Algunos cantores avisaron a la Conferencia Episcopal del cambio de partituras en la Sagrada Familia
Hasta 600 miembros de los coros que debían actuar fueron expulsados de la basílica sin poder cantar
BarcelonaLa escena en la que 600 cantantes fueron expulsados de la Sagrada Familia en el acto de bendición de la cruz de la torre de Jesús a cargo del papa León XIV comenzó con el aviso de algunos de los miembros de los coros a la Conferencia Episcopal (CEE). Así lo ha revelado el presidente de la CEE, Luis Argüello, en la rueda de prensa de balance de la visita del Papa al Estado.
Argüello ha dicho que, si bien no conocían el informe oficial de lo que pasó, sí que tenían información de algunos detalles del "intento de intervención de grupos independentistas" en el acto más relevante de la visita del Papa a Barcelona. De hecho, el presidente de la Conferencia Episcopal ha admitido que fueron miembros de los mismos coros que debían actuar en el templo de Gaudí los que revelaron que se habían producido cambios de partituras para que algunas de ellas ocultaran esteladas entre las páginas.
Según Argüello, "algún grupo tenía preparado" que durante la actuación de los coros en las escalinatas de la Sagrada Familia algunos de los cantantes exhibieran esteladas, "gritaran «Independencia» y cantaran Els segadors". Al tener conocimiento de estos hechos, según ha detallado el presidente de la CEE, los Mossos d'Esquadra y la Policía Nacional hicieron salir por una puerta diferente de la prevista a los miembros de los coros, que finalmente no participaron en la escena final de la ceremonia en las escalinatas de la basílica. De esta manera se frustró la intención de "hacer este gesto" ante "el Papa, el rey y las autoridades", ha explicado Argüello.
Policía durante el 'Virolai'
Tal como detallaron algunos cantantes a el ARA, la actuación policial se produjo durante la primera parte del acto celebrado la semana pasada en la Sagrada Familia. Según explicó una de las afectadas, justo antes de comenzar la misa, personal de seguridad de la Sagrada Familia revisó "uno por uno" todos los libretos de partituras. Algunos de los miembros se habían impreso una estelada y, según las mismas fuentes, a estas personas se les requisó el libreto sin dar ninguna explicación. Posteriormente, sin embargo, los coros iniciaron su actuación dentro de la catedral de Gaudí como se preveía.

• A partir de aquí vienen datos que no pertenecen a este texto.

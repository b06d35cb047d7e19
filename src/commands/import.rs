use crate::access::{Credentials, Permission};
use crate::args::ImportArgs;
use crate::backup::IMPORT;
use crate::commands::{authorize, check_day, load_month, save_month, Out};
use crate::model::Day;
use crate::ocr::{draft_day, Ocr};
use crate::{Config, Result};
use chrono::NaiveDate;
use tracing::info;

/// Reads transactions from the extraction files in `args` and records them on a day.
///
/// The extracted transactions are appended to the day unless `args.replace` is set, in which
/// case the day is replaced by the draft and a backup of the month is written first. Returns the
/// day as stored.
pub async fn import(
    config: &Config,
    credentials: Option<Credentials<'_>>,
    today: NaiveDate,
    args: &ImportArgs,
    ocr: &dyn Ocr,
) -> Result<Out<Day>> {
    let created_by = authorize(config, credentials, Permission::Record)?;
    let mut month = load_month(config, today).await?;
    if let Some(day) = args.day {
        check_day(&month, day)?;
    }

    let extraction = ocr.extract(&args.files).await?;
    let draft = draft_day(&month, &extraction, args.day, today, created_by.as_deref())?;
    let day_number = draft.day_number;
    let count = draft.transactions.len();

    if args.replace {
        let path = config.backup().save_json(IMPORT, &month).await?;
        info!("Backed up the month to {}", path.to_string_lossy());
        month.upsert_day(draft);
    } else {
        for transaction in draft.transactions {
            month.add_transaction(day_number, transaction);
        }
    }
    save_month(config, &month).await?;

    let stored = month.day(day_number).cloned().unwrap_or_else(|| Day::new(day_number));
    let verb = if args.replace { "Replaced" } else { "Added" };
    Ok(Out::new(
        format!("{verb} {count} imported transactions on day {day_number}"),
        stored,
    ))
}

Mientras cantaban el Virolai, observaron que "subía muchísima policía" secreta hasta el lugar donde ellos estaban. "Yo pensaba que era el protocolo general para el Papa y ya está", admitió una de las cantantes afectadas. Cuando ni siquiera habían acabado de cantar el himno de la Mare de Déu de Montserrat, los agentes comenzaron a hacerles bajar de las cantorías y los condujeron al exterior. Una vez fuera, se dieron cuenta de que no estaban en el lugar correcto, pero la policía los encapsuló durante 15 minutos y no pudieron cantar en la actuación final.